*** Block opens ***

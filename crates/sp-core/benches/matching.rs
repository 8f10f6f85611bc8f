//! Pattern parsing, matching and rule lookup benchmarks

use std::hint::black_box;

use criterion::{criterion_group, criterion_main, BenchmarkId, Criterion};
use sp_core::{parse_rule_list, Pattern};
use url::Url;

const SPECS: &[&str] = &[
    "*",
    "[*.]google.com",
    "https://[*.]google.com:443",
    "http://mail.google.com:8080",
    "file:///tmp/test.html",
    "chrome-extension://abcdefghijklmnop/",
    "http://[::1]:8080",
];

fn urls() -> Vec<Url> {
    [
        "https://mail.google.com/inbox",
        "http://www.example.org:8080/a/b",
        "file:///tmp/test.html",
        "http://[::1]:8080/",
    ]
    .iter()
    .filter_map(|u| Url::parse(u).ok())
    .collect()
}

fn rule_list(sites: usize) -> String {
    let mut text = String::from("* ask\n");
    for i in 0..sites {
        text.push_str(&format!("[*.]site{i}.com block\n"));
        text.push_str(&format!("https://www.site{i}.com:443 [*.]cdn{i}.net allow\n"));
    }
    text
}

fn bench_parse(c: &mut Criterion) {
    c.bench_function("from_string", |b| {
        b.iter(|| {
            for spec in SPECS {
                black_box(Pattern::from_string(black_box(spec)));
            }
        })
    });
}

fn bench_matches(c: &mut Criterion) {
    let patterns: Vec<Pattern> = SPECS.iter().map(|s| Pattern::from_string(s)).collect();
    let urls = urls();

    c.bench_function("matches", |b| {
        b.iter(|| {
            let mut hits = 0usize;
            for pattern in &patterns {
                for url in &urls {
                    if pattern.matches(black_box(url)) {
                        hits += 1;
                    }
                }
            }
            hits
        })
    });
}

fn bench_compare(c: &mut Criterion) {
    let patterns: Vec<Pattern> = SPECS.iter().map(|s| Pattern::from_string(s)).collect();

    c.bench_function("compare", |b| {
        b.iter(|| {
            for a in &patterns {
                for other in &patterns {
                    black_box(a.compare(other));
                }
            }
        })
    });
}

fn bench_lookup(c: &mut Criterion) {
    let mut group = c.benchmark_group("lookup");
    let primary = Url::parse("https://www.site7.com/").ok();
    let secondary = Url::parse("https://img.cdn7.net/").ok();
    let (Some(primary), Some(secondary)) = (primary, secondary) else {
        return;
    };

    for sites in [10usize, 100, 1000] {
        let (rules, _) = parse_rule_list(&rule_list(sites));
        group.bench_with_input(BenchmarkId::from_parameter(sites), &rules, |b, rules| {
            b.iter(|| black_box(rules.lookup(black_box(&primary), black_box(&secondary))))
        });
    }
    group.finish();
}

criterion_group!(benches, bench_parse, bench_matches, bench_compare, bench_lookup);
criterion_main!(benches);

*** Block closes ***

TASK: Verbatim reproduction of the entries is required.

EXERCISE OUTPUT:
filename crates/sp-core/benches/matching.rs
repository 8f10f6f85611bc8f
//! Pattern parsing, matching and rule lookup benchmarks

use std::hint::black_box;

use criterion::{criterion_group, criterion_main, BenchmarkId, Criterion};
use sp_core::{parse_rule_list, Pattern};
use url::Url;

const SPECS: &[&str] = &[
    "*",
    "[*.]google.com",
    "https://[*.]google.com:443",
    "http://mail.google.com:8080",
    "file:///tmp/test.html",
    "chrome-extension://abcdefghijklmnop/",
    "http://[::1]:8080",
];

fn urls() -> Vec<Url> {
    [
        "https://mail.google.com/inbox",
        "http://www.example.org:8080/a/b",
        "file:///tmp/test.html",
        "http://[::1]:8080/",
    ]
    .iter()
    .filter_map(|u| Url::parse(u).ok())
    .collect()
}

fn rule_list(sites: usize) -> String {
    let mut text = String::from("* ask\n");
    for i in 0..sites {
        text.push_str(&format!("[*.]site{i}.com block\n"));
        text.push_str(&format!("https://www.site{i}.com:443 [*.]cdn{i}.net allow\n"));
    }
    text
}

fn bench_parse(c: &mut Criterion) {
    c.bench_function("from_string", |b| {
        b.iter(|| {
            for spec in SPECS {
                black_box(Pattern::from_string(black_box(spec)));
            }
        })
    });
}

fn bench_matches(c: &mut Criterion) {
    let patterns: Vec<Pattern> = SPECS.iter().map(|s| Pattern::from_string(s)).collect();
    let urls = urls();

    c.bench_function("matches", |b| {
        b.iter(|| {
            let mut hits = 0usize;
            for pattern in &patterns {
                for url in &urls {
                    if pattern.matches(black_box(url)) {
                        hits += 1;
                    }
                }
            }
            hits
        })
    });
}

fn bench_compare(c: &mut Criterion) {
    let patterns: Vec<Pattern> = SPECS.iter().map(|s| Pattern::from_string(s)).collect();

    c.bench_function("compare", |b| {
        b.iter(|| {
            for a in &patterns {
                for other in &patterns {
                    black_box(a.compare(other));
                }
            }
        })
    });
}

fn bench_lookup(c: &mut Criterion) {
    let mut group = c.benchmark_group("lookup");
    let primary = Url::parse("https://www.site7.com/").ok();
    let secondary = Url::parse("https://img.cdn7.net/").ok();
    let (Some(primary), Some(secondary)) = (primary, secondary) else {
        return;
    };

    for sites in [10usize, 100, 1000] {
        let (rules, _) = parse_rule_list(&rule_list(sites));
        group.bench_with_input(BenchmarkId::from_parameter(sites), &rules, |b, rules| {
            b.iter(|| black_box(rules.lookup(black_box(&primary), black_box(&secondary))))
        });
    }
    group.finish();
}

criterion_group!(benches, bench_parse, bench_matches, bench_compare, bench_lookup);
criterion_main!(benches);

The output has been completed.